=== SOURCE MATERIAL ===
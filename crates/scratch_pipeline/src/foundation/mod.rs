//! Foundation module - Core utilities and types
//!
//! This module provides fundamental utilities used throughout the pipeline:
//! - Math types and operations
//! - Handle-based collections
//! - Logging utilities

pub mod math;
pub mod collections;
pub mod logging;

=== TASK ===
Here the job is to restate all of the data word for word.

=== TASK RESPONSE ===
filename crates/scratch_pipeline/src/foundation/mod.rs
//! Foundation module - Core utilities and types
//!
//! This module provides fundamental utilities used throughout the pipeline:
//! - Math types and operations
//! - Handle-based collections
//! - Logging utilities

pub mod math;
pub mod collections;
pub mod logging;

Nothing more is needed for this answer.